O Brazil tá matando o Brasil – Aldir Blanc e Maurício Tapajós
Esse cenário não atinge apenas Caraíva, mas boa parte do litoral baiano. Em Portal Seguro, o estudo “Turismo predatório e (in)sustentabilidade social”, realizado em 2016, pelo doutor em Ciência Política e professor da Universidade Federal do Sul da Bahia, Antônio Mateus Soares, apresenta os conflitos que chegaram à cidade com o crescimento dos fluxos financeiros e a ampliação das receitas da prefeitura ligadas ao turismo. “O turismo predatório é […] expresso através de exploração sexual, aventuras eróticas com adolescentes e jovens, consumo delirante e tráfico de drogas ilícitas, o que repercute na ampliação dos índices de criminalidade e a montagem de um conjunto de teias de ilegalismos”, denuncia a pesquisa.

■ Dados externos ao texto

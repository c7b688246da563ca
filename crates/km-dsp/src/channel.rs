//! Positional channel roles and BS.1770 summation weights.

use km_core::Sample;

/// Channel role by position, following the 5.1 ordering used by the meter:
/// `L, R, C, LFE, Ls, Rs`. Stereo inputs use indices 0 and 1, mono uses 0.
#[derive(Debug, Clone, Copy, PartialEq, Eq)]
pub enum ChannelRole {
    Left,
    Right,
    Center,
    Lfe,
    SurroundLeft,
    SurroundRight,
}

impl ChannelRole {
    /// Role for a channel index, or `None` beyond the 5.1 layout.
    pub fn from_index(index: usize) -> Option<Self> {
        match index {
            0 => Some(ChannelRole::Left),
            1 => Some(ChannelRole::Right),
            2 => Some(ChannelRole::Center),
            3 => Some(ChannelRole::Lfe),
            4 => Some(ChannelRole::SurroundLeft),
            5 => Some(ChannelRole::SurroundRight),
            _ => None,
        }
    }

    /// BS.1770 mean-square summation weight for this role.
    ///
    /// The LFE channel is excluded from the loudness sum entirely.
    pub fn bs1770_weight(self) -> Sample {
        match self {
            ChannelRole::Left | ChannelRole::Right | ChannelRole::Center => 1.0,
            ChannelRole::Lfe => 0.0,
            ChannelRole::SurroundLeft | ChannelRole::SurroundRight => 1.41,
        }
    }
}

/// BS.1770 summation weight for a channel index; 0.0 outside the 5.1 layout.
pub fn bs1770_channel_weight(index: usize) -> Sample {
    ChannelRole::from_index(index).map_or(0.0, ChannelRole::bs1770_weight)
}
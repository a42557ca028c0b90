use super::MetricCalculator;
use crate::chart::{self, Chart};
use crate::error::Result;
use crate::git::WorkingTree;
use crate::model::{MeasurementMap, Sample};
use crate::series::build_series;
use std::io::Write;

/// Counts files per extension.
#[derive(Debug, Clone, Copy, Default)]
pub struct Filetypes;

impl MetricCalculator for Filetypes {
    fn name(&self) -> &'static str {
        "filetypes"
    }

    fn is_read_only(&self) -> bool {
        true
    }

    fn calculate(&self, tree: &WorkingTree) -> Result<MeasurementMap> {
        count_filetypes_in_directory(tree, "")
    }

    fn render_graph(&self, samples: &[Sample], out: &mut dyn Write) -> Result<()> {
        let series = build_series(samples);
        tracing::debug!(
            filetypes = ?series.iter().map(|s| s.label.as_str()).collect::<Vec<_>>(),
            "stacking order"
        );

        let chart = Chart::stacked_percentages("By filetype", "% of files", samples, series);
        chart::write_html(&chart, out)
    }
}

fn count_filetypes_in_directory(tree: &WorkingTree, path: &str) -> Result<MeasurementMap> {
    let mut result = MeasurementMap::new();

    for entry in tree.list_directory(path)? {
        if entry.is_dir {
            let sub_path = if path.is_empty() {
                entry.name
            } else {
                format!("{path}/{}", entry.name)
            };
            for (filetype, count) in count_filetypes_in_directory(tree, &sub_path)? {
                *result.entry(filetype).or_insert(0) += count;
            }
        } else if let Some(ext) = extension(&entry.name) {
            *result.entry(ext.to_string()).or_insert(0) += 1;
        }
    }

    Ok(result)
}

/// The file name from its last dot on, e.g. `.gz` for `a.tar.gz`.
fn extension(name: &str) -> Option<&str> {
    name.rfind('.').map(|idx| &name[idx..])
}
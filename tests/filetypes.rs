mod common;

use common::*;
use git_metrics::git::{GitRepo, WorkingTree};
use git_metrics::metric::{Filetypes, Metric, MetricCalculator};
use git_metrics::model::{DirEntry, MeasurementMap};
use git_metrics::MetricsError;
use pretty_assertions::assert_eq;
use std::fs;
use std::path::Path;
use tempfile::tempdir;

fn expected(pairs: &[(&str, u64)]) -> MeasurementMap {
    pairs.iter().map(|(k, v)| (k.to_string(), *v)).collect()
}

fn checked_out(dir: &Path, tree: &mut WorkingTree) {
    let repo = GitRepo::open(Some(dir)).unwrap();
    let head = repo.resolve_head().unwrap();
    repo.checkout(&head, tree).unwrap();
}

#[test]
fn counts_extensions_and_skips_files_without_one() {
    let dir = tempdir().unwrap();
    if !has_git() {
        return;
    }
    init_git_repo(dir.path());
    commit_files_at(
        dir.path(),
        &[("a.go", ""), ("b.go", ""), ("c.txt", ""), ("README", "")],
        T0,
    );

    let mut tree = WorkingTree::in_memory();
    checked_out(dir.path(), &mut tree);

    let counts = Filetypes.calculate(&tree).unwrap();
    assert_eq!(counts, expected(&[(".go", 2), (".txt", 1)]));
}

#[test]
fn nested_directories_are_counted_flat() {
    let dir = tempdir().unwrap();
    if !has_git() {
        return;
    }
    init_git_repo(dir.path());
    commit_files_at(
        dir.path(),
        &[
            ("main.go", ""),
            ("pkg/a/a.go", ""),
            ("pkg/a/deep/b.go", ""),
            ("docs/guide.md", ""),
            ("docs/Makefile", ""),
            ("dist/app.tar.gz", ""),
            (".gitignore", "target\n"),
        ],
        T0,
    );

    for mut tree in [WorkingTree::in_memory(), WorkingTree::temporary().unwrap()] {
        checked_out(dir.path(), &mut tree);
        let counts = Filetypes.calculate(&tree).unwrap();
        assert_eq!(
            counts,
            expected(&[(".go", 3), (".md", 1), (".gz", 1), (".gitignore", 1)])
        );
        tree.close().unwrap();
    }
}

#[test]
fn calculate_is_idempotent() {
    let dir = tempdir().unwrap();
    if !has_git() {
        return;
    }
    init_git_repo(dir.path());
    commit_files_at(dir.path(), &[("src/lib.rs", ""), ("Cargo.toml", ""), ("x.rs", "")], T0);

    let mut tree = WorkingTree::in_memory();
    checked_out(dir.path(), &mut tree);

    let first = Metric::Filetypes.calculate(&tree).unwrap();
    let second = Metric::Filetypes.calculate(&tree).unwrap();
    assert_eq!(first, second);
    assert_eq!(first, expected(&[(".rs", 2), (".toml", 1)]));
}

#[test]
fn metric_is_selected_by_name() {
    assert_eq!(Metric::from_name("filetypes"), Some(Metric::Filetypes));
    assert_eq!(Metric::from_name("FileTypes"), Some(Metric::Filetypes));
    assert_eq!(Metric::from_name("lines"), None);

    let metric = Metric::Filetypes;
    assert_eq!(metric.name(), "filetypes");
    assert!(metric.is_read_only());
}

#[test]
fn empty_tree_yields_empty_map() {
    let tree = WorkingTree::in_memory();
    assert!(Filetypes.calculate(&tree).unwrap().is_empty());
}

#[test]
fn memory_and_disk_trees_list_the_same_entries() {
    let dir = tempdir().unwrap();
    if !has_git() {
        return;
    }
    init_git_repo(dir.path());
    commit_files_at(dir.path(), &[("z.txt", ""), ("src/main.rs", ""), ("a.md", "")], T0);

    let mut memory = WorkingTree::in_memory();
    let mut disk = WorkingTree::temporary().unwrap();
    checked_out(dir.path(), &mut memory);
    checked_out(dir.path(), &mut disk);

    let root = vec![
        DirEntry { name: "a.md".to_string(), is_dir: false },
        DirEntry { name: "src".to_string(), is_dir: true },
        DirEntry { name: "z.txt".to_string(), is_dir: false },
    ];
    assert_eq!(memory.list_directory("/").unwrap(), root);
    assert_eq!(disk.list_directory("").unwrap(), root);
    assert_eq!(
        memory.list_directory("src").unwrap(),
        disk.list_directory("/src/").unwrap()
    );

    assert!(memory.list_directory("missing").is_err());
    assert!(memory.list_directory("a.md").is_err());
    assert!(disk.list_directory("missing").is_err());
}

#[test]
fn checkout_overwrites_the_previous_commit() {
    let dir = tempdir().unwrap();
    if !has_git() {
        return;
    }
    init_git_repo(dir.path());
    let first = commit_files_at(dir.path(), &[("old.c", "int x;\n")], T0);
    fs::remove_file(dir.path().join("old.c")).unwrap();
    let second = commit_files_at(dir.path(), &[("new.h", "")], T0 + DAY);

    let repo = GitRepo::open(Some(dir.path())).unwrap();
    let mut disk = WorkingTree::temporary().unwrap();

    repo.checkout(&repo.find_commit(&first).unwrap(), &mut disk).unwrap();
    let root = disk.root().unwrap().to_path_buf();
    assert_eq!(fs::read_to_string(root.join("old.c")).unwrap(), "int x;\n");

    repo.checkout(&repo.find_commit(&second).unwrap(), &mut disk).unwrap();
    assert_eq!(disk.commit_id(), Some(second.as_str()));
    assert!(!root.join("old.c").exists());
    assert!(root.join("new.h").exists());

    disk.close().unwrap();
    assert!(!root.exists());
}

#[test]
fn memory_and_disk_trees_read_the_same_contents() {
    let dir = tempdir().unwrap();
    if !has_git() {
        return;
    }
    init_git_repo(dir.path());
    commit_files_at(
        dir.path(),
        &[("src/main.rs", "fn main() {}\n"), ("notes.txt", "hello\n")],
        T0,
    );

    let mut memory = WorkingTree::in_memory();
    let mut disk = WorkingTree::temporary().unwrap();
    checked_out(dir.path(), &mut memory);
    checked_out(dir.path(), &mut disk);

    assert_eq!(memory.read_file("src/main.rs").unwrap(), b"fn main() {}\n");
    assert_eq!(memory.read_file("notes.txt").unwrap(), disk.read_file("/notes.txt").unwrap());
    assert_eq!(memory.read_file("src/main.rs").unwrap(), disk.read_file("src/main.rs").unwrap());

    for tree in [&memory, &disk] {
        assert!(tree.read_file("src").is_err());
        assert!(tree.read_file("missing.rs").is_err());
        assert!(tree.read_file("../notes.txt").is_err());
    }
    disk.close().unwrap();
}

#[test]
fn checkout_refuses_entries_leaving_the_tree() {
    let dir = tempdir().unwrap();
    if !has_git() {
        return;
    }
    init_git_repo(dir.path());
    let marker = "escaped-from-checkout.txt";

    for hostile in ["..", ".git", ".GIT"] {
        let inner = make_tree(dir.path(), &[(marker, "owned\n")], &[]);
        let outer = make_tree(dir.path(), &[("ok.txt", "fine\n")], &[(hostile, &inner)]);
        let id = commit_tree_at(dir.path(), &outer, &format!("add {hostile}"), T0);

        let repo = GitRepo::open(Some(dir.path())).unwrap();
        let commit = repo.find_commit(&id).unwrap();

        for mut tree in [WorkingTree::in_memory(), WorkingTree::temporary().unwrap()] {
            let root = tree.root().map(Path::to_path_buf);
            let err = repo.checkout(&commit, &mut tree).unwrap_err();

            assert!(matches!(err, MetricsError::Checkout { .. }), "{err:?}");
            assert!(err.to_string().contains(&id));
            assert_eq!(tree.commit_id(), None);
            assert!(tree.list_directory("").unwrap().is_empty());
            if let Some(root) = root {
                assert!(!root.parent().unwrap().join(marker).exists());
                assert!(!root.join(hostile).join(marker).exists());
            }
            tree.close().unwrap();
        }
    }
    assert!(!dir.path().join(marker).exists());
}

#[cfg(unix)]
#[test]
fn disk_checkout_keeps_symlinks_and_executable_bits() {
    use std::os::unix::fs::{symlink, PermissionsExt};

    let dir = tempdir().unwrap();
    if !has_git() {
        return;
    }
    init_git_repo(dir.path());
    write_file(dir.path(), "run.sh", "#!/bin/sh\necho hi\n");
    write_file(dir.path(), "plain.txt", "text\n");
    fs::set_permissions(dir.path().join("run.sh"), fs::Permissions::from_mode(0o755)).unwrap();
    symlink("run.sh", dir.path().join("link.sh")).unwrap();
    commit_all_at(dir.path(), "scripts", T0);

    let mut disk = WorkingTree::temporary().unwrap();
    let mut memory = WorkingTree::in_memory();
    checked_out(dir.path(), &mut disk);
    checked_out(dir.path(), &mut memory);
    let root = disk.root().unwrap().to_path_buf();

    let link = root.join("link.sh");
    assert!(fs::symlink_metadata(&link).unwrap().file_type().is_symlink());
    assert_eq!(fs::read_link(&link).unwrap(), Path::new("run.sh"));
    assert_eq!(disk.read_file("link.sh").unwrap(), b"run.sh");
    assert_eq!(memory.read_file("link.sh").unwrap(), b"run.sh");

    let mode = |name: &str| fs::metadata(root.join(name)).unwrap().permissions().mode();
    assert_eq!(mode("run.sh") & 0o111, 0o111);
    assert_eq!(mode("plain.txt") & 0o111, 0);

    // a symlink still counts as a file
    let counts = Filetypes.calculate(&disk).unwrap();
    assert_eq!(counts, expected(&[(".sh", 2), (".txt", 1)]));
    assert_eq!(counts, Filetypes.calculate(&memory).unwrap());
    disk.close().unwrap();
}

Em 2021, a história de Nayra Gatti, 14, encontrada morta em Caraíva com marcas de estrangulamento, repercutiu na mídia. Desde 2019, após casos de assédio e violência sexual na vila, um grupo de mulheres criou o coletivo “Caraíva sem assédio”, com o objetivo de acolher vítimas e fortalecer a rede de proteção à comunidade.
As demandas dos alunos de Caraíva e região revelam um passado e um presente marcados pela violência e negligência estatal. O rastro de assédios e estupros associados ao turismo predatório ronda o local, além da repressão sofrida por quem vive Caraíva no dia a dia, sem ser turista.
Os nomes marcados com * foram alterados para preservar a identidade das fontes.